··· Exercise data ···

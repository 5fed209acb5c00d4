//! Clap derive structures for the `aci` CLI.
//!
//! Defines the command tree, global flags, and shared types.

use clap::{Args, Parser, Subcommand, ValueEnum};

use aci_core::EndpointGroup;

// ── Top-Level CLI ────────────────────────────────────────────────────

/// aci -- converge ACI endpoint groups against an APIC
#[derive(Debug, Parser)]
#[command(
    name = "aci",
    version,
    about = "Keep ACI endpoint groups in sync with an APIC",
    long_about = "Observe, create, update and delete application EPGs on a Cisco APIC.\n\n\
        `aci epg sync` runs one reconcile pass: observe, then create or update\n\
        until the remote object matches the declared one.",
    propagate_version = true,
    subcommand_required = true,
    arg_required_else_help = true
)]
pub struct Cli {
    #[command(flatten)]
    pub global: GlobalOpts,

    #[command(subcommand)]
    pub command: Command,
}

// ── Global Options ───────────────────────────────────────────────────

#[derive(Debug, Args)]
pub struct GlobalOpts {
    /// Controller profile to use
    #[arg(long, short = 'p', env = "ACI_PROFILE", global = true)]
    pub profile: Option<String>,

    /// Controller URL (overrides profile)
    #[arg(long, short = 'c', env = "ACI_CONTROLLER", global = true)]
    pub controller: Option<String>,

    /// Login user (overrides profile)
    #[arg(long, short = 'u', env = "ACI_USERNAME", global = true)]
    pub username: Option<String>,

    /// Login password
    #[arg(long, env = "ACI_PASSWORD", global = true, hide_env_values = true)]
    pub password: Option<String>,

    /// Output format
    #[arg(
        long,
        short = 'o',
        env = "ACI_OUTPUT",
        default_value = "table",
        global = true
    )]
    pub output: OutputFormat,

    /// Increase verbosity (-v, -vv, -vvv)
    #[arg(long, short = 'v', action = clap::ArgAction::Count, global = true)]
    pub verbose: u8,

    /// Suppress non-error output
    #[arg(long, short = 'q', global = true)]
    pub quiet: bool,

    /// Skip confirmation prompts
    #[arg(long, short = 'y', global = true)]
    pub yes: bool,

    /// Accept self-signed TLS certificates
    #[arg(long, short = 'k', env = "ACI_INSECURE", global = true)]
    pub insecure: bool,

    /// Request timeout in seconds (overrides profile)
    #[arg(long, env = "ACI_TIMEOUT", global = true)]
    pub timeout: Option<u64>,
}

#[derive(Debug, Clone, Copy, ValueEnum)]
pub enum OutputFormat {
    /// Pretty table (default, interactive)
    Table,
    /// Pretty-printed JSON
    Json,
    /// Compact single-line JSON
    JsonCompact,
    /// YAML
    Yaml,
    /// Plain text (scripting)
    Plain,
}

// ── Top-Level Command Enum ───────────────────────────────────────────

#[derive(Debug, Subcommand)]
pub enum Command {
    /// Manage application endpoint groups
    #[command(alias = "e")]
    Epg(EpgArgs),

    /// Verify credentials by opening and closing a session
    Login,

    /// Manage CLI configuration and profiles
    Config(ConfigArgs),

    /// Generate shell completions
    Completions(CompletionsArgs),
}

// ━━━━━━━━━━━━━━━━━━━━━━━━━━━━━━━━━━━━━━━━━━━━━━━━━━━━━━━━━━━━━━━━━━
//  EPG
// ━━━━━━━━━━━━━━━━━━━━━━━━━━━━━━━━━━━━━━━━━━━━━━━━━━━━━━━━━━━━━━━━━━

#[derive(Debug, Args)]
pub struct EpgArgs {
    #[command(subcommand)]
    pub command: EpgCommand,
}

#[derive(Debug, Subcommand)]
pub enum EpgCommand {
    /// Report whether the EPG exists and matches the declared fields
    #[command(alias = "get")]
    Observe(EpgSpec),

    /// Create the EPG (merges into an existing one)
    Create(EpgSpec),

    /// Push description and bridge domain to an existing EPG
    Update(EpgSpec),

    /// Delete the EPG (succeeds if already gone)
    #[command(alias = "rm")]
    Delete(EpgTarget),

    /// Observe, then create or update as needed
    Sync(EpgSpec),
}

/// Identity of an EPG.
#[derive(Debug, Args)]
pub struct EpgTarget {
    /// Tenant name
    #[arg(long, short = 't')]
    pub tenant: String,

    /// Application profile name
    #[arg(long, short = 'a')]
    pub app_profile: String,

    /// EPG name
    pub name: String,
}

/// Declared EPG: identity plus mutable fields.
#[derive(Debug, Args)]
pub struct EpgSpec {
    #[command(flatten)]
    pub target: EpgTarget,

    /// Bridge domain to bind
    #[arg(long, default_value = "")]
    pub bd: String,

    /// Description
    #[arg(long, short = 'd', default_value = "")]
    pub desc: String,
}

impl EpgTarget {
    /// Record with empty mutable fields, enough to address the object.
    pub fn to_record(&self) -> EndpointGroup {
        EndpointGroup {
            tenant: self.tenant.clone(),
            app_profile: self.app_profile.clone(),
            name: self.name.clone(),
            bridge_domain: String::new(),
            description: String::new(),
        }
    }
}

impl EpgSpec {
    pub fn to_record(&self) -> EndpointGroup {
        EndpointGroup {
            bridge_domain: self.bd.clone(),
            description: self.desc.clone(),
            ..self.target.to_record()
        }
    }
}

// ━━━━━━━━━━━━━━━━━━━━━━━━━━━━━━━━━━━━━━━━━━━━━━━━━━━━━━━━━━━━━━━━━━
//  CONFIG
// ━━━━━━━━━━━━━━━━━━━━━━━━━━━━━━━━━━━━━━━━━━━━━━━━━━━━━━━━━━━━━━━━━━

#[derive(Debug, Args)]
pub struct ConfigArgs {
    #[command(subcommand)]
    pub command: ConfigCommand,
}

#[derive(Debug, Subcommand)]
pub enum ConfigCommand {
    /// Print the config file location
    Path,

    /// Display current configuration (secrets masked)
    Show,

    /// List configured profiles
    Profiles,

    /// Set the default profile
    Use {
        /// Profile name to set as default
        name: String,
    },

    /// Store the active profile's password in the system keyring
    SetPassword,
}

#[derive(Debug, Args)]
pub struct CompletionsArgs {
    /// Target shell
    pub shell: clap_complete::Shell,
}
// ── Convergence adapter ──
//
// The operations the reconciliation engine drives: observe, create, update,
// delete. Each one is a single remote call (plus at most one session
// renewal inside `aci-api`). Nothing here retries or schedules.

use std::future::Future;

use serde::Serialize;
use tokio_util::sync::CancellationToken;
use tracing::{debug, info};

use aci_api::epg::{create_payload, delete_payload, update_payload};
use aci_api::{ApicClient, EndpointGroup, ObservedEpg};

use crate::error::CoreError;

/// What the engine needs to know after an observe.
#[derive(Debug, Clone, Copy, Default, PartialEq, Eq, Serialize)]
#[serde(rename_all = "camelCase")]
pub struct Observation {
    pub resource_exists: bool,
    pub resource_up_to_date: bool,
}

impl Observation {
    pub fn absent() -> Self {
        Self::default()
    }
}

/// Fixed operation set the engine calls for one declared resource.
pub trait ExternalClient: Send + Sync {
    fn observe(
        &self,
        desired: &EndpointGroup,
        cancel: &CancellationToken,
    ) -> impl Future<Output = Result<Observation, CoreError>> + Send;

    fn create(
        &self,
        desired: &EndpointGroup,
        cancel: &CancellationToken,
    ) -> impl Future<Output = Result<(), CoreError>> + Send;

    fn update(
        &self,
        desired: &EndpointGroup,
        cancel: &CancellationToken,
    ) -> impl Future<Output = Result<(), CoreError>> + Send;

    fn delete(
        &self,
        desired: &EndpointGroup,
        cancel: &CancellationToken,
    ) -> impl Future<Output = Result<(), CoreError>> + Send;
}

/// Drift check. A missing remote attribute compares as the empty string.
pub fn is_up_to_date(desired: &EndpointGroup, observed: &ObservedEpg) -> bool {
    observed.description().unwrap_or_default() == desired.description
        && observed.bridge_domain().unwrap_or_default() == desired.bridge_domain
}

/// `ExternalClient` for application EPGs, bound to one authenticated client.
#[derive(Clone)]
pub struct EpgExternal {
    client: ApicClient,
}

impl EpgExternal {
    pub fn new(client: ApicClient) -> Self {
        Self { client }
    }

    pub fn client(&self) -> &ApicClient {
        &self.client
    }

    /// Observe and also return the raw remote attributes.
    pub async fn observe_detailed(
        &self,
        desired: &EndpointGroup,
        cancel: &CancellationToken,
    ) -> Result<(Observation, ObservedEpg), CoreError> {
        let address = desired.address();
        let observed = self.client.get_epg(&address, cancel).await?;

        if !observed.exists {
            debug!(dn = %address, "EPG absent");
            return Ok((Observation::absent(), observed));
        }

        let up_to_date = is_up_to_date(desired, &observed);
        debug!(dn = %address, up_to_date, "EPG observed");
        Ok((
            Observation {
                resource_exists: true,
                resource_up_to_date: up_to_date,
            },
            observed,
        ))
    }
}

impl ExternalClient for EpgExternal {
    async fn observe(
        &self,
        desired: &EndpointGroup,
        cancel: &CancellationToken,
    ) -> Result<Observation, CoreError> {
        let (observation, _) = self.observe_detailed(desired, cancel).await?;
        Ok(observation)
    }

    async fn create(
        &self,
        desired: &EndpointGroup,
        cancel: &CancellationToken,
    ) -> Result<(), CoreError> {
        let address = desired.address();
        self.client
            .post_epg(&address, &create_payload(desired), cancel)
            .await?;
        info!(dn = %address, bd = %desired.bridge_domain, "EPG created");
        Ok(())
    }

    async fn update(
        &self,
        desired: &EndpointGroup,
        cancel: &CancellationToken,
    ) -> Result<(), CoreError> {
        let address = desired.address();
        self.client
            .post_epg(&address, &update_payload(desired), cancel)
            .await?;
        info!(dn = %address, bd = %desired.bridge_domain, "EPG updated");
        Ok(())
    }

    async fn delete(
        &self,
        desired: &EndpointGroup,
        cancel: &CancellationToken,
    ) -> Result<(), CoreError> {
        let address = desired.address();
        match self
            .client
            .post_epg(&address, &delete_payload(), cancel)
            .await
        {
            Ok(()) => {
                info!(dn = %address, "EPG deleted");
                Ok(())
            }
            Err(aci_api::Error::NotFound { .. }) => {
                debug!(dn = %address, "EPG already gone");
                Ok(())
            }
            Err(e) => Err(e.into()),
        }
    }
}
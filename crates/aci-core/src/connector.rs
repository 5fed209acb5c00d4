// ── Connector ──
//
// Turns a provider name into a ready `EpgExternal`. Sessions are pooled per
// (provider config, username) so that repeated connects against the same
// fabric share one login. The key covers TLS mode and timeout, so two
// providers that differ in either never share a transport. A pooled session
// is only reused while its password still matches what the resolver returns.

use std::sync::Arc;

use dashmap::DashMap;
use tracing::{debug, info};

use aci_api::{ApicClient, SessionManager, Transport};

use crate::config::ProviderConfig;
use crate::error::CoreError;
use crate::external::EpgExternal;
use crate::resolver::ProviderResolver;

type PoolKey = (ProviderConfig, String);

/// Builds `EpgExternal` clients from resolved providers.
pub struct Connector<R> {
    resolver: R,
    sessions: DashMap<PoolKey, Arc<SessionManager>>,
}

impl<R: ProviderResolver> Connector<R> {
    pub fn new(resolver: R) -> Self {
        Self {
            resolver,
            sessions: DashMap::new(),
        }
    }

    pub fn resolver(&self) -> &R {
        &self.resolver
    }

    /// Number of sessions currently pooled.
    pub fn pooled_sessions(&self) -> usize {
        self.sessions.len()
    }

    /// Resolve `provider` and return a client bound to its session.
    ///
    /// No remote call is made; login happens lazily on first use.
    pub async fn connect(&self, provider: &str) -> Result<EpgExternal, CoreError> {
        let config = self.resolver.provider_config(provider).await?;
        let credentials = self.resolver.credentials(provider).await?;

        let key = (config.clone(), credentials.username.clone());

        if let Some(existing) = self.sessions.get(&key) {
            if existing.credentials().same_as(&credentials) {
                debug!(provider, url = %config.url, "reusing pooled session");
                return Ok(EpgExternal::new(ApicClient::new(Arc::clone(&existing))));
            }
        }

        let transport =
            Transport::new(config.url.clone(), &config.transport_config()).map_err(|e| {
                CoreError::Configuration {
                    message: format!("cannot build client for '{provider}': {e}"),
                }
            })?;
        let session = Arc::new(SessionManager::new(transport, credentials));

        if config.skips_tls_verification() {
            info!(provider, url = %config.url, "TLS verification disabled for provider");
        }
        debug!(provider, url = %config.url, "pooling new session");
        self.sessions.insert(key, Arc::clone(&session));

        Ok(EpgExternal::new(ApicClient::new(session)))
    }

    /// Drop every pooled session.
    pub fn clear(&self) {
        self.sessions.clear();
    }
}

···

▶ Problem to work on:
Where a line of the records includes "GlobalOpts", copy it.

▶ Your solution:
    pub global: GlobalOpts,
pub struct GlobalOpts {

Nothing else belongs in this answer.